MEXITEXT

~ Saturday, June 28, 2003

 Two days in a row we saw this beautiful golden retriever running around in our neighborhood. It had a collar on with a little medalion, so we grabbed the pooch and checked the info on the collar. It had a telephone number and address from Laredo, Texas!

We called the number and it was a veterinary clinic. The recepcionist told us that the dogs name is "Spike". She couldn't believe I was calling from the middle of Mexico, more than a thousand miles away from Laredo. The clinic said they call us if they located the owners. We haven't heard from them yet... that was a week ago.

In the mean time, we took the dog walking, it got run over, survived but required surgery which we, of course, had to pay for. We are now juggling 3 dogs and the orphan, Spike, requires 3 times a day medicines and pomade applications to the wounds. I'm starting to have more sympathy for parents of toddlers :-) Luckily, in our case there's no diaper expense!

Anybody want an approximately 2.5 year old golden retriever who sits when you say "sit"?

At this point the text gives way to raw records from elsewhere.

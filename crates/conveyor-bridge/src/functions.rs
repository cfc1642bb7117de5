//! Stylesheet functions backed by a helper runtime.

use std::collections::HashMap;
use std::fmt;

use serde::Serialize;

use crate::error::{BridgeError, RuntimeError};
use crate::marshal::call_across;
use crate::script::ScriptValue;
use crate::value::Value;

/// The runtime that actually implements helper methods.
///
/// A runtime is built once by the host and handed to
/// [`StylesheetFunctions::new`]; nothing here creates one lazily.
pub trait HelperRuntime: Send + Sync {
    fn call(&self, method: &str, arg: Value) -> Result<Value, RuntimeError>;
}

type Helper = Box<dyn Fn(Value) -> Result<Value, RuntimeError> + Send + Sync>;

/// An in-process [`HelperRuntime`] with methods registered by name.
#[derive(Default)]
pub struct HelperTable {
    helpers: HashMap<String, Helper>,
}

impl HelperTable {
    pub fn new() -> Self {
        Self::default()
    }

    /// Register `method`, replacing any earlier registration.
    pub fn register<F>(mut self, method: impl Into<String>, f: F) -> Self
    where
        F: Fn(Value) -> Result<Value, RuntimeError> + Send + Sync + 'static,
    {
        self.helpers.insert(method.into(), Box::new(f));
        self
    }
}

impl fmt::Debug for HelperTable {
    fn fmt(&self, f: &mut fmt::Formatter<'_>) -> fmt::Result {
        let mut methods: Vec<_> = self.helpers.keys().collect();
        methods.sort();
        f.debug_struct("HelperTable").field("methods", &methods).finish()
    }
}

impl HelperRuntime for HelperTable {
    fn call(&self, method: &str, arg: Value) -> Result<Value, RuntimeError> {
        let helper = self
            .helpers
            .get(method)
            .ok_or_else(|| RuntimeError::new(format!("no helper named {}", method)))?;
        helper(arg)
    }
}

/// Declared signature of a stylesheet function, for host registration.
#[derive(Debug, Clone, PartialEq, Eq, Serialize)]
pub struct Declaration {
    pub name: &'static str,
    pub args: &'static [&'static str],
}

const DECLARATIONS: &[Declaration] = &[Declaration {
    name: "asset_url",
    args: &["string"],
}];

/// The functions exposed to stylesheets.
#[derive(Debug)]
pub struct StylesheetFunctions<R> {
    runtime: R,
}

impl<R: HelperRuntime> StylesheetFunctions<R> {
    pub fn new(runtime: R) -> Self {
        Self { runtime }
    }

    /// Every function this bridge provides.
    pub fn declarations(&self) -> &'static [Declaration] {
        DECLARATIONS
    }

    /// `asset_url($string)`: ask the runtime for the asset's public path and
    /// wrap it as `url("...")`.
    pub fn asset_url(&self, path: &ScriptValue) -> Result<ScriptValue, BridgeError> {
        if path.as_str().is_none() {
            return Err(BridgeError::ArgumentType {
                function: "asset_url",
                param: "string",
                expected: "string",
                found: path.to_string(),
            });
        }
        let resolved = self.send_to_helpers("asset_url", path)?;
        match resolved.as_str() {
            Some(url) => Ok(ScriptValue::unquoted(format!("url(\"{}\")", url))),
            None => Err(BridgeError::Runtime {
                method: "asset_url".to_string(),
                source: RuntimeError::new(format!(
                    "expected a string, got {}",
                    resolved.type_name()
                )),
            }),
        }
    }

    /// Call a declared function by name.
    pub fn call(&self, name: &str, args: &[ScriptValue]) -> Result<ScriptValue, BridgeError> {
        let declaration = DECLARATIONS
            .iter()
            .find(|d| d.name == name)
            .ok_or_else(|| BridgeError::UnknownFunction(name.to_string()))?;
        if args.len() != declaration.args.len() {
            return Err(BridgeError::Arity {
                function: declaration.name,
                expected: declaration.args.len(),
                given: args.len(),
            });
        }
        match declaration.name {
            "asset_url" => self.asset_url(&args[0]),
            _ => Err(BridgeError::UnknownFunction(name.to_string())),
        }
    }

    fn send_to_helpers(&self, method: &str, arg: &ScriptValue) -> Result<ScriptValue, BridgeError> {
        tracing::debug!(method, %arg, "calling helper runtime");
        call_across(arg, |value| {
            self.runtime
                .call(method, value)
                .map_err(|source| BridgeError::Runtime {
                    method: method.to_string(),
                    source,
                })
        })
    }
}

~ posted by tim at 6/28/2003 05:54:28 PM

 It was fun deciding the winners of our web site's contest. As mentioned below, Annette and I got together with our 3 editors over some pizza and picked the top 10. First prize went to a young woman in Argentina who had sent in a creative, active bible bible study. Second prize went to another girl for an excellent article and study on how to develop leadership that will last and have an impact. Third place went to a Chilean guy who sent in over 40 youth ministry resources, the best of which was a collection of games and activities for the winter months. Fourth place went to a mexican, fifth place to a Costa Rican, sixth to a man from the Dominican Republic, seventh to a Paraguayan, eighth to a Peruvian, ninth place went to the same guy who won third place (we didn't look at names when we chose the winners), and tenth place went to a mexican.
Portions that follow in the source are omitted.